Einsam, mit traurigen Augen und in dunklen violetten Samt gekleidet
steht ein kleines Veilchen am Wegesrand. Erst gegen Abend bescheint
die untergehende Sonne sein Bett aus Moos, von wo es voller Sehsucht
zu den strahlenden Narzissen schielt.
„Ich bin so klein und unscheinbar, in meinem dunklen Kleid werde
ich an diesem schattigen Platz von niemandem beachtet. Die Narzissen
blicken voller Hochmut zu mir herüber. Niemals werden sie mich bei
sich aufnehmen.“
Vor lauter Kummer lässt das Veilchen sein kleines Köpfchen hängen,
während es mit seinem Schicksal hadert.
„Wenn ich mich sehr anstrenge und alle Kräfte mobilisiere,
vielleicht kann ich dann noch wachsen!“
Seine feinen Wurzeln bohrt es auf der Suche nach wertvoller Nahrung
tiefer und tiefer in die Erde. An nichts anderes kann dieses zarte
Blümchen mehr denken, als ebenso schön und begehrenswert wie die
Narzissen zu werden.

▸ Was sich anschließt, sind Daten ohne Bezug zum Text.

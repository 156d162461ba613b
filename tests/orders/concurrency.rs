//! Concurrent placements against one product must never oversell.

use std::sync::{Arc, Barrier};
use std::thread;

use storefront::OrderError;

use crate::support::Shop;

/// Fire `requests` unit orders at `product` from separate threads, all
/// released at once. Returns (successes, insufficient-stock failures).
fn race(shop: &Shop, product: &str, requests: usize, quantity: i64) -> (usize, usize) {
    let barrier = Arc::new(Barrier::new(requests));
    let handles: Vec<_> = (0..requests)
        .map(|i| {
            let orders = Arc::clone(&shop.orders);
            let barrier = Arc::clone(&barrier);
            let product = product.to_string();
            thread::spawn(move || {
                barrier.wait();
                orders.place_order(&format!("user-{i}"), &product, quantity)
            })
        })
        .collect();

    let mut ok = 0;
    let mut short = 0;
    for handle in handles {
        match handle.join().unwrap() {
            Ok(_) => ok += 1,
            Err(OrderError::InsufficientStock { .. }) => short += 1,
            Err(other) => panic!("unexpected error: {other}"),
        }
    }
    (ok, short)
}

#[test]
fn last_unit_goes_to_exactly_one_buyer() {
    let shop = Shop::new();
    let product = shop.stock("10.00", 1);

    let (ok, short) = race(&shop, &product, 2, 1);

    assert_eq!((ok, short), (1, 1));
    assert_eq!(shop.stock_of(&product), 0);
    assert_eq!(shop.orders_for_product(&product).len(), 1);
}

#[test]
fn more_requests_than_stock() {
    let shop = Shop::new();
    let product = shop.stock("2.50", 10);

    let (ok, short) = race(&shop, &product, 32, 1);

    assert_eq!(ok, 10);
    assert_eq!(short, 22);
    assert_eq!(shop.stock_of(&product), 0);
    assert_eq!(shop.total_ordered(&product), 10);
    assert!(shop.locks.is_empty().unwrap());
}

#[test]
fn final_stock_matches_successful_quantities() {
    let shop = Shop::new();
    let product = shop.stock("1.00", 25);

    let (ok, _) = race(&shop, &product, 16, 3);

    // 25 / 3 -> eight orders fit, one unit is left over.
    assert_eq!(ok, 8);
    assert_eq!(shop.stock_of(&product), 25 - 3 * 8);
    assert_eq!(shop.total_ordered(&product), 24);
}

#[test]
fn different_products_do_not_interfere() {
    let shop = Shop::new();
    let a = shop.stock("1.00", 5);
    let b = shop.stock("1.00", 5);

    let shop = Arc::new(shop);
    let handles: Vec<_> = [a.clone(), b.clone()]
        .into_iter()
        .map(|product| {
            let shop = Arc::clone(&shop);
            thread::spawn(move || race(&shop, &product, 8, 1))
        })
        .collect();
    for handle in handles {
        assert_eq!(handle.join().unwrap(), (5, 3));
    }

    assert_eq!(shop.stock_of(&a), 0);
    assert_eq!(shop.stock_of(&b), 0);
    assert!(shop.locks.is_empty().unwrap());
}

Um dieses Ziel zu erreichen wendet es mit einem
unbändigen Willen seine ganze Kraft auf, um sich alles aus dem Boden
zu saugen, was dieser herzugeben imstande ist.
Diese harte Arbeit und übernatürliche Anstrengung wird im Sommer
belohnt. Aus dem unscheinbaren Veilchen hat sich eine kräftige,
hochgewachsene Rose mit feuerroten Blütenblättern entwickelt. Wie
ein Sonnenuntergang über dem Meer, so leuchtend rot streckt sie sich
gen Himmel.
Zu ihrem Schutz hat sie sich in ein Dornenkleid gehüllt. Niemand
soll sie mehr verletzen.
Glücklich, weil von jedermann bewundert blüht sie bis spät in den
Herbst in ihrer vollen Schönheit.
„Das kann doch nicht mit rechten Dingen zugehen“, tuscheln die
inzwischen verwelkten und vertrockneten Narzissen voller Neid. „Mit
Sicherheit verfügt sie über ein geheimes Zaubermittel, das ihre
Frische erhält.“
Die Rose ignoriert, was über sie geredet wird. Nur sie allein weiß,
welcher Kraftaufwand und wie viel Disziplin nötig waren, um sich
ihren Traum zu erfüllen.
Die Moral von der Geschichte:
Bist du ein Nichts, bleibst du unbeachtet. Hast du Erfolg, bringt es
dir zwar Neider, aber innere Befriedigung.